Outlaw Star was pretty good, too.


----------



## Dr. Durr (Jul 27, 2010)

Underrated:
1.Kekaishi
2.Jungle Emperor / Kimba
3.Cowboy Bebop

Overated:
1.Naruto
2.Bleach
3.FMA, both series.


----------



## mystery_penguin (Jul 27, 2010)

Gun Frontier - Underrated
There's also "The Lucifer and the Biscuit hammer" which isn't exactly underrated, just not well-known. Same goes for "The World Only God Knows".


----------



## Jashwa (Jul 27, 2010)

Aden said:


> These.
> 
> I also just remembered that I fucking _loved_ Rurouni Kenshin when it was on Toonami


 


8-bit said:


> this.
> 
> 
> Outlaw Star was pretty good, too.


 Yesssssssssssssss.

I also can't wait for the Trigun movie.



chaomasterr said:


> Overated:
> 1.Naruto
> 2.Bleach
> 3.FMA, both series.


 I wouldn't say Naruto and Bleach are overrated because anyone who isn't a fanboy calls them absolute shit. 

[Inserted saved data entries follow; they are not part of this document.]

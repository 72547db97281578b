//! CLI definition and dispatch.

use clap::{Parser, Subcommand};
use std::path::{Path, PathBuf};
use std::process::ExitCode;

use crate::adapters::csv_adapter::CsvStockReader;
use crate::adapters::file_config_adapter::FileConfigAdapter;
use crate::adapters::sqlite_adapter::SqliteStore;
use crate::domain::content::ContentBundle;
use crate::domain::error::PaisaError;
use crate::domain::settings::Settings;
use crate::ports::content_port::ContentPort;
use crate::ports::ledger_port::LedgerPort;

#[derive(Parser, Debug)]
#[command(name = "paisabuddy", about = "Gamified personal finance for young earners")]
pub struct Cli {
    #[command(subcommand)]
    pub command: Command,
}

#[derive(Subcommand, Debug)]
pub enum Command {
    /// Create the database schema
    InitDb {
        #[arg(short, long)]
        config: PathBuf,
    },
    /// Import or refresh stock listings from a CSV file
    ImportStocks {
        #[arg(short, long)]
        config: PathBuf,
        csv: PathBuf,
    },
    /// Load learning modules, fraud scenarios, coupons and token packages
    LoadContent {
        #[arg(short, long)]
        config: PathBuf,
        content: PathBuf,
    },
    /// Start the web server
    Serve {
        #[arg(short, long)]
        config: PathBuf,
    },
}

pub fn run(cli: Cli) -> ExitCode {
    let result = match cli.command {
        Command::InitDb { config } => run_init_db(&config),
        Command::ImportStocks { config, csv } => run_import_stocks(&config, &csv),
        Command::LoadContent { config, content } => run_load_content(&config, &content),
        Command::Serve { config } => run_serve(&config),
    };
    match result {
        Ok(()) => ExitCode::SUCCESS,
        Err(e) => {
            eprintln!("error: {e}");
            (&e).into()
        }
    }
}

pub fn load_settings(path: &Path) -> Result<Settings, PaisaError> {
    eprintln!("Loading config from {}", path.display());
    let config = FileConfigAdapter::from_file(path)?;
    Settings::from_config(&config)
}

/// Opens the configured database, creating any missing tables.
pub fn open_store(settings: &Settings) -> Result<SqliteStore, PaisaError> {
    let store = SqliteStore::from_settings(settings)?;
    store.initialize_schema()?;
    Ok(store)
}

pub fn run_init_db(config_path: &Path) -> Result<(), PaisaError> {
    let settings = load_settings(config_path)?;
    open_store(&settings)?;
    eprintln!("Database ready at {}", settings.database_path);
    Ok(())
}

pub fn run_import_stocks(config_path: &Path, csv_path: &Path) -> Result<(), PaisaError> {
    let settings = load_settings(config_path)?;
    eprintln!("Reading stocks from {}", csv_path.display());
    let listings = CsvStockReader::read_file(csv_path)?;
    let store = open_store(&settings)?;
    let count = store.upsert_stocks(&listings)?;
    eprintln!("Imported {count} stocks");
    Ok(())
}

pub fn run_load_content(config_path: &Path, content_path: &Path) -> Result<(), PaisaError> {
    let settings = load_settings(config_path)?;
    eprintln!("Reading content from {}", content_path.display());
    let bundle = ContentBundle::from_file(content_path)?;
    let store = open_store(&settings)?;
    let summary = store.load_content(&bundle)?;
    eprintln!(
        "Loaded {} modules ({} quiz questions), {} scenarios, {} coupons, {} packages",
        summary.modules, summary.questions, summary.scenarios, summary.coupons, summary.packages
    );
    Ok(())
}

fn run_serve(config_path: &Path) -> Result<(), PaisaError> {
    #[cfg(feature = "web")]
    {
        use crate::adapters::web::{AppState, build_router};
        use std::net::SocketAddr;
        use std::sync::Arc;

        let settings = load_settings(config_path)?;
        let addr: SocketAddr =
            settings
                .listen
                .parse()
                .map_err(|_| PaisaError::ConfigInvalid {
                    section: "web".into(),
                    key: "listen".into(),
                    reason: format!("'{}' is not a socket address", settings.listen),
                })?;
        let store = open_store(&settings)?;

        eprintln!("Starting web server on {addr}");
        let state = AppState {
            store: Arc::new(store),
            settings,
        };

        let runtime = tokio::runtime::Runtime::new()?;
        runtime.block_on(async {
            let router = build_router(state);
            let listener = tokio::net::TcpListener::bind(addr).await?;
            axum::serve(listener, router).await
        })?;
        Ok(())
    }

    #[cfg(not(feature = "web"))]
    {
        let _ = config_path;
        Err(PaisaError::Internal {
            reason: "web feature is required for serve".into(),
        })
    }
}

FMA: B definitely isn't overrated, bro. Maybe you just don't like good plotlines, though.


----------



## Aden (Jul 27, 2010)

Jashwa said:


> FMA: B definitely isn't overrated, bro.


 
Yes, one of the few series where the praise is all deserved.


----------



## Jashwa (Jul 27, 2010)

Aden said:


> Yes, one of the few series where the praise is all deserved.


 And Aden would know. He knows everything about all animes because that's how big of a weeaboo he is. :3

Off topic, but Aden-I need another anime to get into. I've watched most of the big name action ones, I think.


----------



## Willow (Jul 27, 2010)

I need to watch the Melancholy of Haruhi Suzumiya, I would say it's a bit overrated, but it's pretty good.


----------



## Aden (Jul 27, 2010)

Jashwa said:


> And Aden would know. He knows everything about all animes because that's how big of a weeaboo he is. :3
> 
> Off topic, but Aden-I need another anime to get into. I've watched most of the big name action ones, I think.


 
>:c

Also Iunno, I'm not familiar with a lot. Gonna try watching Yu Yu Hakusho again in a little while. Nostalgiaaaaaa


----------



## 8-bit (Jul 27, 2010)

Jashwa said:


> Yesssssssssssssss.
> 
> I also can't wait for the Trigun movie.
> 
> ...





yeeeeeeeees, Trigun moovie!!!!!!


Meh, at least in Bleach, they give other characters chances to not be useless.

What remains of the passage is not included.